= Ethnomuseology =

Branch of academic study

Ethnomuseology is the study of museums and museum curation in the context of the culture and cultural traditions of its collections. It is an interdisciplinary field combining museum studies, anthropology, ethnography, and often various fine arts.

==Overview==
As stated by Moira Simpson, "Ethnomuseology is the field of scholarship concerning culturally appropriate museum curation and conservation of ethnographic materials using methods that reflect social, cultural, spiritual, or religious aspects of objects." A museum subscribing the principles of ethnomuseology will often maintain and present artifacts and collections in the traditional manner of their ethnological origins, combining the museum with the rituals and community of its theme. This can be in addition to conventional Western museum practices, which often focuses on object materiality. As well, ethnomuseology often involves a continued dialog between museum administrators and members of represented cultures in collections.

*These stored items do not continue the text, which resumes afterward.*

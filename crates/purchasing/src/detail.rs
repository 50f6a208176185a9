use rust_decimal::Decimal;
use serde::{Deserialize, Serialize};

use stockkeep_core::validate::positive_quantity;
use stockkeep_core::{DomainError, DomainResult, Entity, OrderDetailId, ProductId, PurchaseOrderId};

use crate::totals::{line_total, PricedLine};

/// Requested line of a purchase order (caller input).
#[derive(Debug, Clone, PartialEq, Eq, Serialize, Deserialize)]
pub struct OrderLine {
    pub product_id: ProductId,
    pub quantity: i64,
    pub unit_price: Decimal,
}

impl OrderLine {
    pub fn validate(&self) -> DomainResult<()> {
        positive_quantity("line quantity", self.quantity)?;
        if self.unit_price < Decimal::ZERO {
            return Err(DomainError::validation("line unit price cannot be negative"));
        }
        line_total(self.quantity, self.unit_price).map(|_| ())
    }
}

impl PricedLine for OrderLine {
    fn quantity(&self) -> i64 {
        self.quantity
    }

    fn unit_price(&self) -> Decimal {
        self.unit_price
    }
}

/// Stored purchase order line.
///
/// `unit_price` is a snapshot taken when the line was written and does not follow
/// later product price changes. `total_price` is always derived.
#[derive(Debug, Clone, PartialEq, Eq, Serialize, Deserialize)]
#[serde(try_from = "OrderDetailRecord")]
pub struct OrderDetail {
    id: OrderDetailId,
    order_id: PurchaseOrderId,
    product_id: ProductId,
    quantity: i64,
    unit_price: Decimal,
}

impl OrderDetail {
    pub fn from_line(id: OrderDetailId, order_id: PurchaseOrderId, line: &OrderLine) -> DomainResult<Self> {
        line.validate()?;
        Ok(Self {
            id,
            order_id,
            product_id: line.product_id,
            quantity: line.quantity,
            unit_price: line.unit_price,
        })
    }

    pub fn order_id(&self) -> PurchaseOrderId {
        self.order_id
    }

    pub fn product_id(&self) -> ProductId {
        self.product_id
    }

    pub fn quantity(&self) -> i64 {
        self.quantity
    }

    pub fn unit_price(&self) -> Decimal {
        self.unit_price
    }

    pub fn total_price(&self) -> Decimal {
        // `from_line` is the only constructor (deserializing included) and it
        // rejects lines whose total overflows.
        Decimal::from(self.quantity) * self.unit_price
    }
}

#[derive(Deserialize)]
struct OrderDetailRecord {
    id: OrderDetailId,
    order_id: PurchaseOrderId,
    product_id: ProductId,
    quantity: i64,
    unit_price: Decimal,
}

impl TryFrom<OrderDetailRecord> for OrderDetail {
    type Error = DomainError;

    fn try_from(r: OrderDetailRecord) -> DomainResult<Self> {
        let line = OrderLine {
            product_id: r.product_id,
            quantity: r.quantity,
            unit_price: r.unit_price,
        };
        Self::from_line(r.id, r.order_id, &line)
    }
}

impl PricedLine for OrderDetail {
    fn quantity(&self) -> i64 {
        self.quantity
    }

    fn unit_price(&self) -> Decimal {
        self.unit_price
    }
}

impl Entity for OrderDetail {
    type Id = OrderDetailId;

    fn id(&self) -> OrderDetailId {
        self.id
    }
}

The Encyclopedia of Global Archaeology considers ethnomuseology to be a "more holistic" approach to heritage interpretation.

== History ==
The term "ethnomuseology" is first seen in Romania and Czechoslovakia in the 1980s, where it described the use of artifacts from rural life to "[provide] evidence of authentic forms of culture". A variant, "etnomuseologia", was used in 1994 by the Romanian anthropologist Bert G. Ribeiro to describe the work of the Museu Paraense Emílio Goeldi in Belem, Brazil. In Belem, curators had been working directly with Amazonian Indians in a continued dialogue to create exhibits informed by the very culture they documented.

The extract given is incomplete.